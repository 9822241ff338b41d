use std::sync::LazyLock;

use regex::Regex;

use crate::{domain::logic::normalizer::normalize_name, entities::ExclusionReason};

// Service codes.
// ---

/// Per-mile trip code billed from the mileage detail group.
pub const MILEAGE_SERVICE_CODE: &str = "S0215";
/// Per-mile empty-leg code billed from the custom service codes field.
pub const DEAD_MILEAGE_SERVICE_CODE: &str = "T2049";

// Payers.
// ---

/// Payers that do not pay trip mileage for short trips.
pub const SHORT_TRIP_PAYERS: [&str; 2] = ["CC", "LCI"];
/// Trips resolving to fewer miles than this bill zero mileage to short-trip
/// payers.
pub const SHORT_TRIP_FLOOR_MILES: f64 = 5.0;

/// Payer billed for dead mileage regardless of distance.
pub const DEAD_MILEAGE_UNCONDITIONAL_PAYER: &str = "I";
/// Payers billed for dead mileage only at or above the threshold.
pub const DEAD_MILEAGE_THRESHOLD_PAYERS: [&str; 3] = ["MCW", "CC", "LCI"];
pub const DEAD_MILEAGE_THRESHOLD_MILES: f64 = 15.0;

/// Canonical payer for per-passenger recurring payment plans.
pub const RECURRING_PAYMENT_PAYER: &str = "RECURRING PAYMENT";

/// Authorizations numerically above this are generated placeholders.
pub const AUTHORIZATION_PLACEHOLDER_MIN: f64 = 1e15;

/// The export creates one payer per passenger for recurring payments, e.g.
/// `Recurring Payment - Doe, Jane`. They are billed as one payer.
static RECURRING_PAYMENT: LazyLock<Regex> = LazyLock::new(|| {
    Regex::new(r"^RECURRING\s+PAY(?:MENT)?\b").expect("recurring payment pattern should be valid")
});

// --

pub fn normalize_payer(payer: &str) -> String {
    let normalized = normalize_name(payer);
    if RECURRING_PAYMENT.is_match(&normalized) {
        RECURRING_PAYMENT_PAYER.to_string()
    } else {
        normalized
    }
}

/// Returns `None` for empty authorizations and numeric placeholders.
pub fn effective_authorization(raw: Option<&str>) -> Option<String> {
    let trimmed = raw.map(str::trim).filter(|a| !a.is_empty())?;
    match trimmed.parse::<f64>() {
        Ok(n) if n > AUTHORIZATION_PLACEHOLDER_MIN => None,
        _ => Some(trimmed.to_string()),
    }
}

/// Applies the short-trip floor to a mileage quantity. An operator override
/// always wins over the floor.
pub fn apply_short_trip_floor(normalized_payer: &str, quantity: f64, has_override: bool) -> f64 {
    if !has_override
        && SHORT_TRIP_PAYERS.contains(&normalized_payer)
        && quantity < SHORT_TRIP_FLOOR_MILES
    {
        0.0
    } else {
        quantity
    }
}

/// Decides whether a dead mileage quantity is billable. An operator override
/// always bills.
pub fn dead_mileage_eligibility(
    normalized_payer: &str,
    quantity: f64,
    has_override: bool,
) -> Result<(), ExclusionReason> {
    if has_override || normalized_payer == DEAD_MILEAGE_UNCONDITIONAL_PAYER {
        Ok(())
    } else if DEAD_MILEAGE_THRESHOLD_PAYERS.contains(&normalized_payer) {
        if quantity >= DEAD_MILEAGE_THRESHOLD_MILES {
            Ok(())
        } else {
            Err(ExclusionReason::DeadMileageBelowThreshold)
        }
    } else {
        Err(ExclusionReason::DeadMileagePayerNotEligible)
    }
}
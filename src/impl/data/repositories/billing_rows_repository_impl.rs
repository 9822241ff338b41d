use fractic_server_error::ServerError;

use crate::{
    data::datasources::billing_csv_datasource::{BillingCsvDatasource, BillingCsvDatasourceImpl},
    domain::repositories::billing_rows_repository::BillingRowsRepository,
    entities::BillingRow,
};

pub(crate) struct BillingRowsRepositoryImpl<DS = BillingCsvDatasourceImpl>
where
    DS: BillingCsvDatasource,
{
    billing_datasource: DS,
}

impl<DS> BillingRowsRepository for BillingRowsRepositoryImpl<DS>
where
    DS: BillingCsvDatasource,
{
    fn from_string(&self, billing_csv: &str) -> Result<Vec<BillingRow>, ServerError> {
        self.billing_datasource.from_string(billing_csv)
    }

    fn from_file<P>(&self, billing_csv: P) -> Result<Vec<BillingRow>, ServerError>
    where
        P: AsRef<std::path::Path>,
    {
        self.billing_datasource.from_file(billing_csv)
    }
}

impl BillingRowsRepositoryImpl<BillingCsvDatasourceImpl> {
    pub(crate) fn new() -> Self {
        BillingRowsRepositoryImpl {
            billing_datasource: BillingCsvDatasourceImpl::new(),
        }
    }
}
use std::collections::HashMap;

use async_trait::async_trait;
use fractic_server_error::ServerError;

use crate::{
    domain::logic::normalizer::normalize_address,
    entities::DistanceResolver,
    errors::DistanceUnavailable,
};

/// Fixed table of known driving distances, for offline runs and tests.
/// Addresses are normalized on both insert and lookup, and a pair also
/// answers for the reverse direction unless that direction has its own
/// entry.
#[derive(Debug, Clone, Default)]
pub struct DistanceTable {
    miles: HashMap<(String, String), f64>,
}

impl DistanceTable {
    pub fn new() -> Self {
        Self::default()
    }

    pub fn with_distance(mut self, from: &str, to: &str, miles: f64) -> Self {
        self.miles
            .insert((normalize_address(from), normalize_address(to)), miles);
        self
    }
}

#[async_trait]
impl DistanceResolver for DistanceTable {
    async fn distance_miles(&self, from: &str, to: &str) -> Result<f64, ServerError> {
        let (from_key, to_key) = (normalize_address(from), normalize_address(to));
        self.miles
            .get(&(from_key.clone(), to_key.clone()))
            .or_else(|| self.miles.get(&(to_key, from_key)))
            .copied()
            .ok_or_else(|| DistanceUnavailable::new(from, to))
    }
}
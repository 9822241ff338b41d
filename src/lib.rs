mod r#impl;
pub(crate) use r#impl::data;
pub(crate) use r#impl::domain;
pub use r#impl::exports::*;

mod impl_ext;
pub mod ext {
    pub use super::impl_ext::exports::*;
}

pub mod config;
pub mod errors;
pub mod util;
use std::str::FromStr as _;

use fractic_server_error::ServerError;

use crate::{data::models::timestamp_model::TimestampModel, entities::CacheSyncMetadata};

/// Wire format of the metadata object stored next to the cache database.
#[derive(Debug, serde_derive::Serialize, serde_derive::Deserialize)]
#[serde(rename_all = "camelCase")]
pub(crate) struct CacheSyncMetadataModel {
    pub version: u64,
    pub last_sync: String,
    pub last_modified: String,
    pub file_size: u64,
}

impl From<&CacheSyncMetadata> for CacheSyncMetadataModel {
    fn from(metadata: &CacheSyncMetadata) -> Self {
        Self {
            version: metadata.version,
            last_sync: metadata.last_sync.to_rfc3339(),
            last_modified: metadata.last_modified.to_rfc3339(),
            file_size: metadata.file_size,
        }
    }
}

impl TryFrom<CacheSyncMetadataModel> for CacheSyncMetadata {
    type Error = ServerError;
    fn try_from(model: CacheSyncMetadataModel) -> Result<Self, Self::Error> {
        Ok(CacheSyncMetadata {
            version: model.version,
            last_sync: TimestampModel::from_str(&model.last_sync)?.into(),
            last_modified: TimestampModel::from_str(&model.last_modified)?.into(),
            file_size: model.file_size,
        })
    }
}

#[cfg(test)]
mod tests {
    use super::*;

    #[test]
    fn metadata_uses_camel_case_keys() {
        let json = r#"{"version":3,"lastSync":"2025-03-14T10:00:00+00:00","lastModified":"2025-03-14T09:59:00Z","fileSize":8192}"#;
        let model: CacheSyncMetadataModel = serde_json::from_str(json).unwrap();
        let metadata = CacheSyncMetadata::try_from(model).unwrap();
        assert_eq!(metadata.version, 3);
        assert_eq!(metadata.file_size, 8192);

        let written =
            serde_json::to_value(CacheSyncMetadataModel::from(&metadata)).unwrap();
        for key in ["version", "lastSync", "lastModified", "fileSize"] {
            assert!(written.get(key).is_some(), "missing key {}", key);
        }
    }

    #[test]
    fn invalid_timestamp_is_rejected() {
        let model = CacheSyncMetadataModel {
            version: 1,
            last_sync: "yesterday".into(),
            last_modified: "2025-03-14T09:59:00Z".into(),
            file_size: 0,
        };
        assert!(CacheSyncMetadata::try_from(model).is_err());
    }
}
use std::str::FromStr;

use fractic_server_error::ServerError;

use crate::errors::InvalidQuantity;

/// Numeric export value (cell or service text field). Accepts currency
/// symbols, thousands separators and stray spaces.
#[derive(Debug)]
pub(crate) struct QuantityModel(pub f64);

impl FromStr for QuantityModel {
    type Err = ServerError;
    fn from_str(s: &str) -> Result<Self, Self::Err> {
        let raw: String = s
            .chars()
            .filter(|c| !c.is_whitespace() && *c != '$' && *c != ',')
            .collect();
        let quantity = raw
            .parse::<f64>()
            .ok()
            .filter(|q| q.is_finite())
            .ok_or_else(|| InvalidQuantity::new(s))?;
        Ok(QuantityModel(quantity))
    }
}

impl Into<f64> for QuantityModel {
    fn into(self) -> f64 {
        self.0
    }
}

#[cfg(test)]
mod tests {
    use super::*;

    fn parse(s: &str) -> Option<f64> {
        QuantityModel::from_str(s).ok().map(Into::into)
    }

    #[test]
    fn currency_and_separators_are_ignored() {
        assert_eq!(parse(" $1,250.50 "), Some(1250.5));
        assert_eq!(parse("$ 15"), Some(15.0));
        assert_eq!(parse("8"), Some(8.0));
    }

    #[test]
    fn empty_and_non_numeric_values_are_rejected() {
        assert_eq!(parse(""), None);
        assert_eq!(parse("  "), None);
        assert_eq!(parse("three"), None);
        assert_eq!(parse("inf"), None);
    }
}
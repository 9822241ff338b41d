use std::collections::BTreeSet;

use chrono::NaiveDate;
use indexmap::{IndexMap, IndexSet};

use super::{billing_row::BillingRowId, service_token::SegmentParseError};

/// One invoice group: the same passenger may appear under several
/// authorizations in a run, and each combination is invoiced separately.
#[derive(Debug, Clone, PartialEq, Eq, Hash)]
pub struct PassengerAggregateKey {
    pub first_name: String,
    pub last_name: String,
    pub client_authorization: Option<String>,
}

#[derive(Debug, Clone, PartialEq, Eq, Hash)]
pub struct ServiceItemKey {
    pub service_code: String,
    pub modifier: String,
    pub normalized_payer: String,
}

#[derive(Debug, Clone, Default, PartialEq)]
pub struct ServiceItemBucket {
    pub quantity: f64,
    pub cost: f64,
    pub order_ids: BTreeSet<String>,
}

#[derive(Debug, Clone)]
pub struct PassengerAggregate {
    pub display_name: String,
    pub case_worker: Option<String>,
    pub case_worker_email: Option<String>,
    pub billing_frequency: Option<String>,
    pub first_service_date: Option<NaiveDate>,
    pub last_service_date: Option<NaiveDate>,
    /// Distinct payer names as they appeared in the export, first-seen order.
    pub original_payers: IndexSet<String>,
    pub buckets: IndexMap<ServiceItemKey, ServiceItemBucket>,
}

/// Why a contribution was deliberately left out of its bucket. These are
/// business decisions, not failures.
#[derive(Debug, Clone, Copy, PartialEq, Eq)]
pub enum ExclusionReason {
    /// Dead mileage is not billable to this payer.
    DeadMileagePayerNotEligible,
    /// Dead mileage is billable to this payer only above a distance threshold.
    DeadMileageBelowThreshold,
}

#[derive(Debug, Clone, PartialEq)]
pub struct BucketExclusion {
    pub row: BillingRowId,
    pub key: PassengerAggregateKey,
    pub item: ServiceItemKey,
    pub quantity: f64,
    pub reason: ExclusionReason,
}

#[derive(Debug, Default)]
pub struct AggregationResult {
    pub aggregates: IndexMap<PassengerAggregateKey, PassengerAggregate>,
    pub exclusions: Vec<BucketExclusion>,
    pub parse_errors: Vec<(BillingRowId, SegmentParseError)>,
}

// --

impl ServiceItemBucket {
    pub(crate) fn accumulate(&mut self, quantity: f64, cost: f64, order_id: Option<&str>) {
        self.quantity += quantity;
        self.cost += cost;
        if let Some(order_id) = order_id {
            self.order_ids.insert(order_id.to_string());
        }
    }
}

impl PassengerAggregate {
    pub(crate) fn new(display_name: String) -> Self {
        Self {
            display_name,
            case_worker: None,
            case_worker_email: None,
            billing_frequency: None,
            first_service_date: None,
            last_service_date: None,
            original_payers: IndexSet::new(),
            buckets: IndexMap::new(),
        }
    }

    pub(crate) fn observe_service_date(&mut self, date: NaiveDate) {
        self.first_service_date = Some(match self.first_service_date {
            Some(d) => d.min(date),
            None => date,
        });
        self.last_service_date = Some(match self.last_service_date {
            Some(d) => d.max(date),
            None => date,
        });
    }

    pub(crate) fn bucket_mut(&mut self, item: ServiceItemKey) -> &mut ServiceItemBucket {
        self.buckets.entry(item).or_default()
    }
}
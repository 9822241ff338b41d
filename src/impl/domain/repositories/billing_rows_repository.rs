use fractic_server_error::ServerError;

use crate::entities::BillingRow;

pub trait BillingRowsRepository {
    fn from_string(&self, billing_csv: &str) -> Result<Vec<BillingRow>, ServerError>;

    fn from_file<P>(&self, billing_csv: P) -> Result<Vec<BillingRow>, ServerError>
    where
        P: AsRef<std::path::Path>;
}
use std::{io::ErrorKind, path::PathBuf};

use async_trait::async_trait;
use fractic_server_error::ServerError;
use tracing::debug;

use crate::{entities::RemoteMirror, errors::SyncUnavailable};

/// Mirror backed by a directory, typically a mounted network share or a
/// folder synced by an external client. Object names map to file names.
#[derive(Debug, Clone)]
pub struct DirectoryMirror {
    root: PathBuf,
}

impl DirectoryMirror {
    pub fn new<P: Into<PathBuf>>(root: P) -> Self {
        Self { root: root.into() }
    }
}

#[async_trait]
impl RemoteMirror for DirectoryMirror {
    async fn download(&self, object: &str) -> Result<Option<Vec<u8>>, ServerError> {
        match tokio::fs::read(self.root.join(object)).await {
            Ok(bytes) => {
                debug!(object, bytes = bytes.len(), "read object from mirror directory");
                Ok(Some(bytes))
            }
            Err(e) if e.kind() == ErrorKind::NotFound => Ok(None),
            Err(e) => Err(SyncUnavailable::with_debug("download", object, &e)),
        }
    }

    async fn upload(&self, object: &str, bytes: Vec<u8>) -> Result<(), ServerError> {
        let target = self.root.join(object);
        let tmp = self.root.join(format!(".{}.upload", object));
        tokio::fs::create_dir_all(&self.root)
            .await
            .map_err(|e| SyncUnavailable::with_debug("upload", object, &e))?;
        tokio::fs::write(&tmp, &bytes)
            .await
            .map_err(|e| SyncUnavailable::with_debug("upload", object, &e))?;
        tokio::fs::rename(&tmp, &target)
            .await
            .map_err(|e| SyncUnavailable::with_debug("upload", object, &e))?;
        debug!(object, bytes = bytes.len(), "wrote object to mirror directory");
        Ok(())
    }
}
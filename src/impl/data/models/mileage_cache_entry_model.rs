use std::str::FromStr as _;

use fractic_server_error::ServerError;
use rusqlite::Row;

use crate::{
    data::models::timestamp_model::TimestampModel,
    entities::{CacheKey, MileageCacheEntry, MileageCacheEntryId},
};

/// Column-for-column image of a `mileage_cache` row.
#[derive(Debug)]
pub(crate) struct MileageCacheEntryModel {
    pub id: i64,
    pub passenger_last_name: String,
    pub passenger_first_name: String,
    pub pu_address: String,
    pub do_address: String,
    pub rg_miles: f64,
    pub google_miles: f64,
    pub overwrite_miles: Option<f64>,
    pub rg_dead_miles: f64,
    pub google_dead_miles: f64,
    pub overwrite_dead_miles: Option<f64>,
    pub created_at: String,
    pub updated_at: String,
}

impl MileageCacheEntryModel {
    pub(crate) const COLUMNS: &'static str = "id, passenger_last_name, passenger_first_name, \
        PU_address, DO_address, RG_miles, Google_miles, overwrite_miles, RG_dead_miles, \
        Google_dead_miles, overwrite_dead_miles, created_at, updated_at";

    pub(crate) fn from_row(row: &Row) -> rusqlite::Result<Self> {
        Ok(Self {
            id: row.get("id")?,
            passenger_last_name: row.get("passenger_last_name")?,
            passenger_first_name: row.get("passenger_first_name")?,
            pu_address: row.get("PU_address")?,
            do_address: row.get("DO_address")?,
            rg_miles: row.get("RG_miles")?,
            google_miles: row.get("Google_miles")?,
            overwrite_miles: row.get("overwrite_miles")?,
            rg_dead_miles: row.get("RG_dead_miles")?,
            google_dead_miles: row.get("Google_dead_miles")?,
            overwrite_dead_miles: row.get("overwrite_dead_miles")?,
            created_at: row.get("created_at")?,
            updated_at: row.get("updated_at")?,
        })
    }
}

impl TryFrom<MileageCacheEntryModel> for MileageCacheEntry {
    type Error = ServerError;
    fn try_from(model: MileageCacheEntryModel) -> Result<Self, Self::Error> {
        Ok(MileageCacheEntry {
            id: MileageCacheEntryId(model.id),
            created_at: TimestampModel::from_str(&model.created_at)?.into(),
            updated_at: TimestampModel::from_str(&model.updated_at)?.into(),
            key: CacheKey::from_normalized(
                model.passenger_last_name,
                model.passenger_first_name,
                model.pu_address,
                model.do_address,
            ),
            source_miles: model.rg_miles,
            resolved_miles: model.google_miles,
            override_miles: model.overwrite_miles,
            source_dead_miles: model.rg_dead_miles,
            resolved_dead_miles: model.google_dead_miles,
            override_dead_miles: model.overwrite_dead_miles,
        })
    }
}
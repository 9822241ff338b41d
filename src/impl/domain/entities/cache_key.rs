use crate::{
    domain::logic::normalizer::{normalize_address, normalize_name},
    entities::BillingRow,
};

/// Lookup key of the mileage cache. Fields are always stored normalized, so
/// two rows differing only in spelling of the same street type or in case
/// and spacing map to the same key.
#[derive(Debug, Clone, PartialEq, Eq, Hash)]
pub struct CacheKey {
    last_name: String,
    first_name: String,
    pickup_address: String,
    dropoff_address: String,
}

impl CacheKey {
    pub fn new(
        last_name: &str,
        first_name: &str,
        pickup_address: &str,
        dropoff_address: &str,
    ) -> Self {
        Self {
            last_name: normalize_name(last_name),
            first_name: normalize_name(first_name),
            pickup_address: normalize_address(pickup_address),
            dropoff_address: normalize_address(dropoff_address),
        }
    }

    pub fn from_row(row: &BillingRow) -> Self {
        Self::new(
            &row.last_name,
            &row.first_name,
            &row.pickup_address,
            &row.dropoff_address,
        )
    }

    /// Rebuilds a key from values already read back from the cache table.
    pub(crate) fn from_normalized(
        last_name: String,
        first_name: String,
        pickup_address: String,
        dropoff_address: String,
    ) -> Self {
        Self {
            last_name,
            first_name,
            pickup_address,
            dropoff_address,
        }
    }

    pub fn last_name(&self) -> &str {
        &self.last_name
    }

    pub fn first_name(&self) -> &str {
        &self.first_name
    }

    pub fn pickup_address(&self) -> &str {
        &self.pickup_address
    }

    pub fn dropoff_address(&self) -> &str {
        &self.dropoff_address
    }

    /// A key without both addresses cannot be resolved to a distance.
    pub fn is_complete(&self) -> bool {
        !self.pickup_address.is_empty() && !self.dropoff_address.is_empty()
    }
}
use chrono::NaiveDate;

#[derive(Debug, Clone, Copy, PartialEq, Eq, Hash)]
pub struct BillingRowId(pub(crate) u64);

/// The fixed detail column groups of the export. Each group carries four
/// comma-joined columns describing (code, modifier, quantity, cost) tuples.
#[derive(Debug, Clone, Copy, PartialEq, Eq, Hash)]
pub enum DetailGroup {
    LoadFee,
    Mileage,
    FlatRate,
    NoShow,
    WaitTime,
}

#[derive(Debug, Clone, Default, PartialEq)]
pub struct DetailFields {
    pub service_codes: String,
    pub modifiers: String,
    pub quantities: String,
    pub costs: String,
}

#[derive(Debug, Clone, Default, PartialEq)]
pub struct OrderItemFields {
    pub items: String,
    pub service_codes: String,
    pub modifiers: String,
}

/// One trip record of the billing export.
#[derive(Debug, Clone)]
pub struct BillingRow {
    pub id: BillingRowId,
    pub first_name: String,
    pub last_name: String,
    pub pickup_address: String,
    pub dropoff_address: String,
    pub payer: String,
    pub order_id: Option<String>,
    pub client_authorization: Option<String>,
    pub service_date: Option<NaiveDate>,
    pub case_worker: Option<String>,
    pub case_worker_email: Option<String>,
    pub billing_frequency: Option<String>,
    /// Trip distance as reported by the scheduling system, if exported.
    pub trip_miles: Option<f64>,
    /// Dead-leg distance as reported by the scheduling system, if exported.
    pub dead_miles: Option<f64>,
    pub detail_groups: Vec<(DetailGroup, DetailFields)>,
    pub custom_service_codes: String,
    pub order_items: OrderItemFields,
}

// --

impl DetailGroup {
    pub const ALL: [DetailGroup; 5] = [
        DetailGroup::LoadFee,
        DetailGroup::Mileage,
        DetailGroup::FlatRate,
        DetailGroup::NoShow,
        DetailGroup::WaitTime,
    ];

    /// Column header prefix used by the export.
    pub fn column_prefix(&self) -> &'static str {
        match self {
            DetailGroup::LoadFee => "Load Fee",
            DetailGroup::Mileage => "Mileage",
            DetailGroup::FlatRate => "Flat Rate",
            DetailGroup::NoShow => "No Show",
            DetailGroup::WaitTime => "Wait Time",
        }
    }
}

impl std::fmt::Display for BillingRowId {
    fn fmt(&self, f: &mut std::fmt::Formatter<'_>) -> std::fmt::Result {
        write!(f, "{}", self.0)
    }
}

impl BillingRow {
    pub fn detail_fields(&self, group: DetailGroup) -> Option<&DetailFields> {
        self.detail_groups
            .iter()
            .find(|(g, _)| *g == group)
            .map(|(_, fields)| fields)
    }
}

REQUIREMENT:
Print, without alteration, only the lines above between the one holding "let model = CacheSyncMetadataModel" and the one holding "impl FromStr for", inclusive.

WRITTEN RESPONSE:
        let model = CacheSyncMetadataModel {
            version: 1,
            last_sync: "yesterday".into(),
            last_modified: "2025-03-14T09:59:00Z".into(),
            file_size: 0,
        };
        assert!(CacheSyncMetadata::try_from(model).is_err());
    }
}
use std::str::FromStr;

use fractic_server_error::ServerError;

use crate::errors::InvalidQuantity;

/// Numeric export value (cell or service text field). Accepts currency
/// symbols, thousands separators and stray spaces.
#[derive(Debug)]
pub(crate) struct QuantityModel(pub f64);

impl FromStr for QuantityModel {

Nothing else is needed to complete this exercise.